* _WORK REQUEST_: Please report, as a single number, how many lines in the entries include the string "bundle".

[Collected data entries]
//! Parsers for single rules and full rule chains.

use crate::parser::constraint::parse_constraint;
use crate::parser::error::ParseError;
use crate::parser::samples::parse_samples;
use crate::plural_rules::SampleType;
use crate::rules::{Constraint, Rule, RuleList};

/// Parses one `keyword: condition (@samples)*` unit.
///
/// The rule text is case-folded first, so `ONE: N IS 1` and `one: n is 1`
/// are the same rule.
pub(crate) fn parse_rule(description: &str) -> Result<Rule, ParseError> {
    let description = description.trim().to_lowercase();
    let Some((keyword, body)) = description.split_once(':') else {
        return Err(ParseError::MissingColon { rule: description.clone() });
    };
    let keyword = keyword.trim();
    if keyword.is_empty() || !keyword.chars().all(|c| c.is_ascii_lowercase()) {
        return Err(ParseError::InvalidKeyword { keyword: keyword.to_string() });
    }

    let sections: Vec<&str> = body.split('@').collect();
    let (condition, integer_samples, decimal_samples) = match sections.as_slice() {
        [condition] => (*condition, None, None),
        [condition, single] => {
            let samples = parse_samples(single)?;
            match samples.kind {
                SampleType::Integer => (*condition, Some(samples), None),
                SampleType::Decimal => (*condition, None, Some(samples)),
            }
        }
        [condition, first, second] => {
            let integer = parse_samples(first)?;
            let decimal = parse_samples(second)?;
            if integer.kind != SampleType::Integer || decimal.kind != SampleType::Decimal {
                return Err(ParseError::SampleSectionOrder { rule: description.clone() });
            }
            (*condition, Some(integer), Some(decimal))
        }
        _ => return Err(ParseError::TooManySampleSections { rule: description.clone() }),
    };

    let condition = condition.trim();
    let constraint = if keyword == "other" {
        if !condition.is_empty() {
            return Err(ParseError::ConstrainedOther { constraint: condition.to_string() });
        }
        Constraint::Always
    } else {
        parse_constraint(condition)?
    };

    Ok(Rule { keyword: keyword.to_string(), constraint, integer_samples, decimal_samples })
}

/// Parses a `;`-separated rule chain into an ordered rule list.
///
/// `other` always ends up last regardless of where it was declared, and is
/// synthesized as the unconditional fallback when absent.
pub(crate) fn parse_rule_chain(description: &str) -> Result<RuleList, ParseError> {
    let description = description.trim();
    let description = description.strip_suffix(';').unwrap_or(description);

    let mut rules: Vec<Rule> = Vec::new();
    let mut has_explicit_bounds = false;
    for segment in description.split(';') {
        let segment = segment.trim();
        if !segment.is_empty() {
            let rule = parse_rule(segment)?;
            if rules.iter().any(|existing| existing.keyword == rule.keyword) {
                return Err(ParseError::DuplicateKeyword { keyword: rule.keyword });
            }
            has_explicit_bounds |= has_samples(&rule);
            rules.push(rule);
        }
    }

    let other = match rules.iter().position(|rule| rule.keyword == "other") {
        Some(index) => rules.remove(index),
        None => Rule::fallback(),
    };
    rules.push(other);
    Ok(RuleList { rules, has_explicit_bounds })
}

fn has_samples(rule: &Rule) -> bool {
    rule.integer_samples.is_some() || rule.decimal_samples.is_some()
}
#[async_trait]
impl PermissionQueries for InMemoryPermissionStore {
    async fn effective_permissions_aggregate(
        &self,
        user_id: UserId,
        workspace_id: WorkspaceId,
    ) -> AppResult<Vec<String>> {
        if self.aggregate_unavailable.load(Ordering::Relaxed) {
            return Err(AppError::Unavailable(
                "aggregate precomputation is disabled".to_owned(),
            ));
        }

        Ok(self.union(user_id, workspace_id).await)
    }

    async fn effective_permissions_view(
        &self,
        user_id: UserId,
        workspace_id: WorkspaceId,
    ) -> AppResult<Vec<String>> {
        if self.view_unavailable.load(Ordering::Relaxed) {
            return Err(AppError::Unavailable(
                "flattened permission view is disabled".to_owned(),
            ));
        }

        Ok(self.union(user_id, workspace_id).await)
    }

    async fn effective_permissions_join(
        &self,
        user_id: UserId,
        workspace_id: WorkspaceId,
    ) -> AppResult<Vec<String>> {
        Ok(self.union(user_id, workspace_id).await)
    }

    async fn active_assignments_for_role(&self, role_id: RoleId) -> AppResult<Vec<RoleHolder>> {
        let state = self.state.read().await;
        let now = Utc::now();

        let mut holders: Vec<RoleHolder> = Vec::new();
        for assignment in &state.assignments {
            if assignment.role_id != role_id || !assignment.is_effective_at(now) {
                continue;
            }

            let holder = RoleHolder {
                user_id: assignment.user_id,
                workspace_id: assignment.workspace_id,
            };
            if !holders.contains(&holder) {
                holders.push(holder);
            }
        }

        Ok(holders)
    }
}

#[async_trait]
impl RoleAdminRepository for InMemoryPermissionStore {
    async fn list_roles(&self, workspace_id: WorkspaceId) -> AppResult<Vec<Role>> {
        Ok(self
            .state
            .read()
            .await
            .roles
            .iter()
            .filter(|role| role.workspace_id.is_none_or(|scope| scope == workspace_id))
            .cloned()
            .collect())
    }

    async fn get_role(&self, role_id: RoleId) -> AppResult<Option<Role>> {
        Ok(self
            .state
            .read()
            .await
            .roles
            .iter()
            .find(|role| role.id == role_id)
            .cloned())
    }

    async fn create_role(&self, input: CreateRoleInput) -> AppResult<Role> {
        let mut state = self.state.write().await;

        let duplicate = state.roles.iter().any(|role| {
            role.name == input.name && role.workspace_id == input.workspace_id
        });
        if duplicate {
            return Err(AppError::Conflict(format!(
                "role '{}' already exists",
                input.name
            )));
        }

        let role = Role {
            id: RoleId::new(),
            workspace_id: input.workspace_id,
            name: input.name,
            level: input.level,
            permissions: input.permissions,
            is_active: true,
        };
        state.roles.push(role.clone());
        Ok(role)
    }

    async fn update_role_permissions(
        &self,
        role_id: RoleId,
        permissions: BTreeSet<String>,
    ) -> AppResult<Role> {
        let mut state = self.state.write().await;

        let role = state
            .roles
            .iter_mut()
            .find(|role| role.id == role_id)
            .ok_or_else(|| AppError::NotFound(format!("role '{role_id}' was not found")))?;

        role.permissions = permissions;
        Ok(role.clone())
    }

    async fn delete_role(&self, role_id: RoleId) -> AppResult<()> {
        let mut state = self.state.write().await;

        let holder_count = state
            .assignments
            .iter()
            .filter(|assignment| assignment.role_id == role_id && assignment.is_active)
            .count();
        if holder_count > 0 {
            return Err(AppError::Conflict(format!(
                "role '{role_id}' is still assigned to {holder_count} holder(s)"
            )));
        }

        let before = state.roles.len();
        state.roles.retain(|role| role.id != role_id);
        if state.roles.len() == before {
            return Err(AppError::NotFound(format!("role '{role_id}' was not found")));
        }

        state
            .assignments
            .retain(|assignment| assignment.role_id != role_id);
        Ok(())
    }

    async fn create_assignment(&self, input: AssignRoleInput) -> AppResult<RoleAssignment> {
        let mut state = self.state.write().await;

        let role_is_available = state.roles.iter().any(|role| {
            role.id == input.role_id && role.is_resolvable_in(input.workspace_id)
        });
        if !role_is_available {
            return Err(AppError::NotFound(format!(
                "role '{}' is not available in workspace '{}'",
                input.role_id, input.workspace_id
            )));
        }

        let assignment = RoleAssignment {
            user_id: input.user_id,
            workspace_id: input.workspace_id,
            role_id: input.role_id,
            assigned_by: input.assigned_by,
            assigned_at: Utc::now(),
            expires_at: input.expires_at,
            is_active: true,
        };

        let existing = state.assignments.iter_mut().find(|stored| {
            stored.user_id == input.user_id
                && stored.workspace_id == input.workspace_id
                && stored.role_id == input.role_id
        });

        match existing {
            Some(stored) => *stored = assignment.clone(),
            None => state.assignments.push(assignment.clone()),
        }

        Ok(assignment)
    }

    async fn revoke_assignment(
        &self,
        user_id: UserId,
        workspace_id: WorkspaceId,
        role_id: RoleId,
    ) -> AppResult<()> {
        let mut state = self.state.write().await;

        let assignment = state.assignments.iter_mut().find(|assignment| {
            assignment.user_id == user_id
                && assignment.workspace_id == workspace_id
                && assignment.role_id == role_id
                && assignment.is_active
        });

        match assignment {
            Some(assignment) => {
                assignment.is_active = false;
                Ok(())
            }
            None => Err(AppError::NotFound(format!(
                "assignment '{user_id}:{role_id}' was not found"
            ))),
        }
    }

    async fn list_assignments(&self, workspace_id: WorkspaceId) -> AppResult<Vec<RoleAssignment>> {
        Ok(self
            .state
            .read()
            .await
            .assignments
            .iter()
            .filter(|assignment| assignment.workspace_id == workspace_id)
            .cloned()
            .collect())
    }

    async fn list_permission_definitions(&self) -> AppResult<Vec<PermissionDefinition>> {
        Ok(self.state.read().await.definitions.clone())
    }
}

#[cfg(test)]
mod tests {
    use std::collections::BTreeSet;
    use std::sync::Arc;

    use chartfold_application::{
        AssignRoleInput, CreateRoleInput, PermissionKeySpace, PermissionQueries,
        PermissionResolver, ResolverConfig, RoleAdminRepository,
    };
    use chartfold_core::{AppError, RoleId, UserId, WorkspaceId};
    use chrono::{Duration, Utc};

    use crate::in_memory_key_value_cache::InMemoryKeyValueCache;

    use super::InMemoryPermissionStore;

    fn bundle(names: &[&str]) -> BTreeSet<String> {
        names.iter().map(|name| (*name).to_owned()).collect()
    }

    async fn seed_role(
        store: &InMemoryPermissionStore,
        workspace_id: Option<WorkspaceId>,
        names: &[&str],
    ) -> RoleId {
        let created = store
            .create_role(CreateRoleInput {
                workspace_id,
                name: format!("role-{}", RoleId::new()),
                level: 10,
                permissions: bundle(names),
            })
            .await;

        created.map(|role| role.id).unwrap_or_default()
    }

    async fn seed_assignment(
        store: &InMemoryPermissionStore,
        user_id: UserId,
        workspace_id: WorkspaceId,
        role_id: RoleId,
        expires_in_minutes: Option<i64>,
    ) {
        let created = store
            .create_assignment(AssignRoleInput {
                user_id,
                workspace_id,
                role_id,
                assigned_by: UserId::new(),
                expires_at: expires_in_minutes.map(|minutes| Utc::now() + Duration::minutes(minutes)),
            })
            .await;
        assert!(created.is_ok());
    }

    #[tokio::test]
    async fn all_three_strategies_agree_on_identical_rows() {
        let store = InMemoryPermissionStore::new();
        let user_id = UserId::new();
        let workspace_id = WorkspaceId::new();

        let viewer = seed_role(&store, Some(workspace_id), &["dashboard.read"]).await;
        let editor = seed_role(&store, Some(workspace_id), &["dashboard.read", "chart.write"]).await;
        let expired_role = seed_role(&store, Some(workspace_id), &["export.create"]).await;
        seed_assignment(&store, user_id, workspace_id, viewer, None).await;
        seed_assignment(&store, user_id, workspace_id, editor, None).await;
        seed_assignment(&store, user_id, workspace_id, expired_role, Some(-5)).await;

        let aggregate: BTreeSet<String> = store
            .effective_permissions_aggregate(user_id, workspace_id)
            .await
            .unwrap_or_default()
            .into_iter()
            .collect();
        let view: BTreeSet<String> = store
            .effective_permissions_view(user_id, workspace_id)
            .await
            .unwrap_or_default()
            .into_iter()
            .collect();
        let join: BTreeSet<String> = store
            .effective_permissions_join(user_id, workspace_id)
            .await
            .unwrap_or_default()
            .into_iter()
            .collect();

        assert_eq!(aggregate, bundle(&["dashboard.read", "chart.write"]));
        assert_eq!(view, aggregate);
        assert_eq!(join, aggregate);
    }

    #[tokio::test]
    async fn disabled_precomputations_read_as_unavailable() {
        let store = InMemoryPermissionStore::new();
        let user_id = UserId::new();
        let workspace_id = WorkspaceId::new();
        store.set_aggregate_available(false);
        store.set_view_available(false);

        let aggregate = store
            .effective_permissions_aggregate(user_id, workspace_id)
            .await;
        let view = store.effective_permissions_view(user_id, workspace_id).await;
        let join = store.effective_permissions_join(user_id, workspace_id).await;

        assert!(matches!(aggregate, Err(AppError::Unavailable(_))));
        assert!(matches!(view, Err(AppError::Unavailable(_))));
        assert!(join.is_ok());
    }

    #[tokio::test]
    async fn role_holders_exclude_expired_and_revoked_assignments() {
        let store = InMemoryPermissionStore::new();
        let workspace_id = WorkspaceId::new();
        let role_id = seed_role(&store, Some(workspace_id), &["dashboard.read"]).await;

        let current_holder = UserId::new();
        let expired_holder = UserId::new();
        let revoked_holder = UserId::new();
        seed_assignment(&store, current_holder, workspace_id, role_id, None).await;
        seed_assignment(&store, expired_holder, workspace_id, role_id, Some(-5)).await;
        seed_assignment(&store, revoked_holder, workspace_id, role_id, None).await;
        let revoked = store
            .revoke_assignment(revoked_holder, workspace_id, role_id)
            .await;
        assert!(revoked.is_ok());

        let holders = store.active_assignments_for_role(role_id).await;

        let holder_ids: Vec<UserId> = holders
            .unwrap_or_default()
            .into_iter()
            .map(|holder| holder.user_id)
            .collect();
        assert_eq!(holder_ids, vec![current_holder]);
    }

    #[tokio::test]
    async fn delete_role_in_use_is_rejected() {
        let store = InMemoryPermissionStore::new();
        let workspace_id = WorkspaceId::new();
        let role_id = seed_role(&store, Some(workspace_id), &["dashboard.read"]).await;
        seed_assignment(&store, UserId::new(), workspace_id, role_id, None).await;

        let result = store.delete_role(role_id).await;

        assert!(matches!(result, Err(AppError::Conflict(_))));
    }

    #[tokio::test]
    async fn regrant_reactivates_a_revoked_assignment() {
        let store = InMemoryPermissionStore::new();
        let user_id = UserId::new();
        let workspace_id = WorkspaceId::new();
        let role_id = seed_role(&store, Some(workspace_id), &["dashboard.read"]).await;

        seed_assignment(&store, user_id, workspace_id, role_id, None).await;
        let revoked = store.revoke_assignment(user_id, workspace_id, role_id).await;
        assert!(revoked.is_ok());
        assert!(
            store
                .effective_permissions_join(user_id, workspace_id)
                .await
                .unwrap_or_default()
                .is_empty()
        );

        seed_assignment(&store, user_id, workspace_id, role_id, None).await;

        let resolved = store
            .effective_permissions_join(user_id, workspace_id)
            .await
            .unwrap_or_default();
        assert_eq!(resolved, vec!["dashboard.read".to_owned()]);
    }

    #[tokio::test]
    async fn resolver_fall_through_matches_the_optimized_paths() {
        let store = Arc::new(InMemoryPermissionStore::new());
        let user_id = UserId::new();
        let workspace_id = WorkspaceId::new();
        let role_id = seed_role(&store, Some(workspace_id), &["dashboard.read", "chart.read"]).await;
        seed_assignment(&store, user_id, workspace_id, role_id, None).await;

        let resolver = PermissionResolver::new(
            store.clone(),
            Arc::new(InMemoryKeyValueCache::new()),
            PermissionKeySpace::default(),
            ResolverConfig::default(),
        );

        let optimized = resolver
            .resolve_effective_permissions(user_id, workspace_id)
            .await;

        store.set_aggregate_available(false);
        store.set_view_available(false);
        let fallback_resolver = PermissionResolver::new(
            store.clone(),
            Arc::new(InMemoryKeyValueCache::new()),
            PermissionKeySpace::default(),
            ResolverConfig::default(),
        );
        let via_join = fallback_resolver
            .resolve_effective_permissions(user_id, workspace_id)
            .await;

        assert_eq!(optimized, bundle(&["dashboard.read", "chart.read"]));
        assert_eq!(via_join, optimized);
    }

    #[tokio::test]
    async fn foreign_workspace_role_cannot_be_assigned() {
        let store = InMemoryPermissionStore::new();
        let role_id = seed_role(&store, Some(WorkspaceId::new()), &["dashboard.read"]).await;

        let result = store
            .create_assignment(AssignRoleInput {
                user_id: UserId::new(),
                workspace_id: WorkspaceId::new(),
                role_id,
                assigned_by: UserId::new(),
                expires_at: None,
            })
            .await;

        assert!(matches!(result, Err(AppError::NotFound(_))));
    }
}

* _RESPONSE_: 4